Stream in central Kentucky, U.S.

The Beech Fork, or Beech Fork River, is a 112 mi river in central Kentucky in the United States. It is a tributary of the Rolling Fork of the Salt River, with its waters flowing eventually to the Ohio River and ultimately the Mississippi River.

The Beech Fork begins in eastern Marion County and heads northwest into Washington County, where the Chaplin River enters. The Beech Fork then turns southwest to go through Nelson County. At the end of the river's journey, near Boston, the Beech Fork flows into the Rolling Fork of the Salt River.

The Beech Fork at Bardstown has a mean annual discharge of 964 cubic feet per second.

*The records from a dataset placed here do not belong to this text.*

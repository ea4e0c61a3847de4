//! Monitors: one producer per raw input source.
//!
//! Each monitor translates callbacks or polls from an external
//! collaborator into canonical events and forwards them to the timeline
//! buffer. Monitors never block on the callback path and never read each
//! other's state.

pub mod keyboard;
pub mod mouse;
pub mod text_selection;
pub mod window_poller;

pub use keyboard::KeyboardMonitor;
pub use mouse::MouseMonitor;
pub use text_selection::{
    spawn_selection_thread, SelectedText, SelectionQuery, TextSelectionMonitor,
};
pub use window_poller::{spawn_polling_thread, ForegroundWindow, WindowQuery, WindowTracker};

The Beech Fork is a winding river that can be used for whitewater rafting, kayaking and canoeing. Most of the river is Class I and suitable for canoes and other entry level paddlers. A collapsed boulder dam one-quarter mile past the US 31E bridge constitutes a Class III+ run with an overall drop of five feet.

The Beech Fork Bridge, Mackville Road, a 124 ft truss bridge spanning the river since 1884, is listed on the National Register of Historic Places.

It was spanned by the Mount Zion Covered Bridge until its collapse in 2021.